(Stored data)
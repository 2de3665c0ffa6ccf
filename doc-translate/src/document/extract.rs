//! Plain-text extraction from source documents.

use quick_xml::Reader;
use quick_xml::events::Event;
use std::fs::File;
use std::io::Read;
use std::path::Path;
use thiserror::Error;

const DOCX_BODY: &str = "word/document.xml";

#[derive(Error, Debug)]
pub enum ExtractError {
    #[error("Unsupported file type '{0}' (expected .txt or .docx)")]
    Unsupported(String),

    #[error("Failed to read {path}: {source}")]
    Io {
        path: String,
        source: std::io::Error,
    },

    #[error("Not a valid .docx archive: {0}")]
    Archive(#[from] zip::result::ZipError),

    #[error("Word document body is not valid UTF-8")]
    InvalidBody,

    #[error("Malformed Word document body: {0}")]
    Xml(String),
}

/// Extract the text of a `.txt` or `.docx` file, trimmed.
pub fn extract_text(path: &Path) -> Result<String, ExtractError> {
    let extension = path
        .extension()
        .map(|e| e.to_string_lossy().to_lowercase())
        .unwrap_or_default();

    let io_error = |source: std::io::Error| ExtractError::Io {
        path: path.display().to_string(),
        source,
    };

    let text = match extension.as_str() {
        "txt" => {
            let bytes = std::fs::read(path).map_err(io_error)?;
            decode_plain_text(bytes)
        }
        "docx" => {
            let file = File::open(path).map_err(io_error)?;
            docx_text(file)?
        }
        other => return Err(ExtractError::Unsupported(format!(".{}", other))),
    };

    log::debug!(
        "Extracted {} characters from {}",
        text.chars().count(),
        path.display()
    );

    Ok(text.trim().to_string())
}

/// Decode a text file, normalizing line endings so paragraph breaks survive.
fn decode_plain_text(bytes: Vec<u8>) -> String {
    let text = match String::from_utf8(bytes) {
        Ok(text) => text,
        Err(e) => {
            log::warn!("File is not valid UTF-8; undecodable bytes will be replaced");
            String::from_utf8_lossy(e.as_bytes()).into_owned()
        }
    };

    text.trim_start_matches('\u{feff}')
        .replace("\r\n", "\n")
        .replace('\r', "\n")
}

/// Read the body of a Word document, one line per paragraph.
fn docx_text<R: Read + std::io::Seek>(reader: R) -> Result<String, ExtractError> {
    let mut archive = zip::ZipArchive::new(reader)?;
    let mut body = Vec::new();
    archive
        .by_name(DOCX_BODY)?
        .read_to_end(&mut body)
        .map_err(|source| ExtractError::Io {
            path: DOCX_BODY.to_string(),
            source,
        })?;
    let xml = String::from_utf8(body).map_err(|_| ExtractError::InvalidBody)?;

    Ok(paragraphs_from_document_xml(&xml)?.join("\n"))
}

/// Collect paragraph text from WordprocessingML.
///
/// Only `w:t` content counts as text. `w:tab`, `w:br` and `w:cr` inside a run
/// become a tab or newline; tab stops in paragraph properties are ignored.
fn paragraphs_from_document_xml(xml: &str) -> Result<Vec<String>, ExtractError> {
    let mut reader = Reader::from_str(xml);
    reader.config_mut().trim_text(false);

    let mut buf = Vec::new();
    let mut paragraphs = Vec::new();
    let mut current = String::new();
    let mut in_run = false;
    let mut in_text = false;

    loop {
        match reader
            .read_event_into(&mut buf)
            .map_err(|e| ExtractError::Xml(e.to_string()))?
        {
            Event::Start(e) => match e.name().as_ref() {
                b"w:r" => in_run = true,
                b"w:t" => in_text = true,
                _ => {}
            },
            Event::Empty(e) => match e.name().as_ref() {
                b"w:p" => paragraphs.push(std::mem::take(&mut current)),
                b"w:tab" if in_run => current.push('\t'),
                b"w:br" | b"w:cr" if in_run => current.push('\n'),
                _ => {}
            },
            Event::End(e) => match e.name().as_ref() {
                b"w:r" => in_run = false,
                b"w:t" => in_text = false,
                b"w:p" => paragraphs.push(std::mem::take(&mut current)),
                _ => {}
            },
            Event::Text(e) if in_text => {
                let text = e.unescape().map_err(|e| ExtractError::Xml(e.to_string()))?;
                current.push_str(&text);
            }
            Event::Eof => break,
            _ => {}
        }
        buf.clear();
    }

    // Text outside any closed paragraph (malformed body)
    if !current.is_empty() {
        paragraphs.push(current);
    }

    Ok(paragraphs)
}

#[cfg(test)]
mod tests {
    use super::*;
    use std::io::{Cursor, Write};
    use zip::write::SimpleFileOptions;

    fn docx_bytes(document_xml: &str) -> Vec<u8> {
        let mut zip = zip::ZipWriter::new(Cursor::new(Vec::new()));
        zip.start_file(DOCX_BODY, SimpleFileOptions::default()).unwrap();
        zip.write_all(document_xml.as_bytes()).unwrap();
        zip.finish().unwrap().into_inner()
    }

    #[test]
    fn test_paragraphs_from_document_xml() {
        let xml = r#"<w:document><w:body>
            <w:p><w:r><w:t>Hello</w:t></w:r><w:r><w:t xml:space="preserve"> world &amp; all</w:t></w:r></w:p>
            <w:p/>
            <w:p w:rsidR="00AB"><w:r><w:t>Col</w:t><w:tab/><w:t>B</w:t><w:br/><w:t>next</w:t></w:r></w:p>
            <w:tbl><w:tr><w:tc><w:p><w:r><w:t>cell</w:t></w:r></w:p></w:tc></w:tr></w:tbl>
        </w:body></w:document>"#;

        let paragraphs = paragraphs_from_document_xml(xml).unwrap();
        assert_eq!(
            paragraphs,
            vec!["Hello world & all", "", "Col\tB\nnext", "cell"]
        );
    }

    #[test]
    fn test_self_closing_text_run_is_empty() {
        let xml = r#"<w:p><w:r><w:t xml:space="preserve"/></w:r></w:p><w:p><w:r><w:t>B</w:t></w:r></w:p>"#;
        assert_eq!(paragraphs_from_document_xml(xml).unwrap(), vec!["", "B"]);
    }

    #[test]
    fn test_tab_stops_and_markup_outside_runs_are_ignored() {
        let xml = r#"<w:p><w:pPr><w:tabs><w:tab w:val="left" w:pos="720"/></w:tabs></w:pPr><w:r><w:t>&#32763;&#x8B6F; &lt;ok&gt;</w:t></w:r><w:proofErr w:type="spellStart"/></w:p>"#;
        assert_eq!(paragraphs_from_document_xml(xml).unwrap(), vec!["翻譯 <ok>"]);
    }

    #[test]
    fn test_mismatched_tags_are_an_error() {
        let result = paragraphs_from_document_xml("<w:p><w:r><w:t>x</w:r></w:p>");
        assert!(matches!(result, Err(ExtractError::Xml(_))));
    }

    #[test]
    fn test_docx_text_reads_body() {
        let xml = "<w:document><w:body><w:p><w:r><w:t>One</w:t></w:r></w:p><w:p><w:r><w:t>Two</w:t></w:r></w:p></w:body></w:document>";
        let text = docx_text(Cursor::new(docx_bytes(xml))).unwrap();
        assert_eq!(text, "One\nTwo");
    }

    #[test]
    fn test_docx_without_body_is_error() {
        let mut zip = zip::ZipWriter::new(Cursor::new(Vec::new()));
        zip.start_file("other.xml", SimpleFileOptions::default()).unwrap();
        let bytes = zip.finish().unwrap().into_inner();

        assert!(matches!(
            docx_text(Cursor::new(bytes)),
            Err(ExtractError::Archive(_))
        ));
    }

    #[test]
    fn test_decode_plain_text_normalizes_line_endings() {
        let text = decode_plain_text(b"\xEF\xBB\xBFone\r\n\r\ntwo\rthree".to_vec());
        assert_eq!(text, "one\n\ntwo\nthree");
    }

    #[test]
    fn test_decode_plain_text_invalid_utf8_is_lossy() {
        let text = decode_plain_text(vec![b'o', b'k', 0xFF, b'!']);
        assert_eq!(text, "ok\u{fffd}!");
    }

    #[test]
    fn test_extract_txt_file() {
        let dir = tempfile::tempdir().unwrap();
        let path = dir.path().join("source.TXT");
        std::fs::write(&path, "  First.\n\nSecond.\n\n").unwrap();

        assert_eq!(extract_text(&path).unwrap(), "First.\n\nSecond.");
    }

    #[test]
    fn test_extract_unsupported_extension() {
        let dir = tempfile::tempdir().unwrap();
        let path = dir.path().join("paper.pdf");
        std::fs::write(&path, b"%PDF-1.7").unwrap();

        let err = extract_text(&path).unwrap_err();
        assert_eq!(
            err.to_string(),
            "Unsupported file type '.pdf' (expected .txt or .docx)"
        );
    }

    #[test]
    fn test_extract_missing_file() {
        let err = extract_text(Path::new("/nonexistent/source.txt")).unwrap_err();
        assert!(matches!(err, ExtractError::Io { .. }));
    }
}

### Task requirements
The string "world" marks the lines to copy; report each of them from the data above.

### Task answer
            <w:p><w:r><w:t>Hello</w:t></w:r><w:r><w:t xml:space="preserve"> world &amp; all</w:t></w:r></w:p>
            vec!["Hello world & all", "", "Col\tB\nnext", "cell"]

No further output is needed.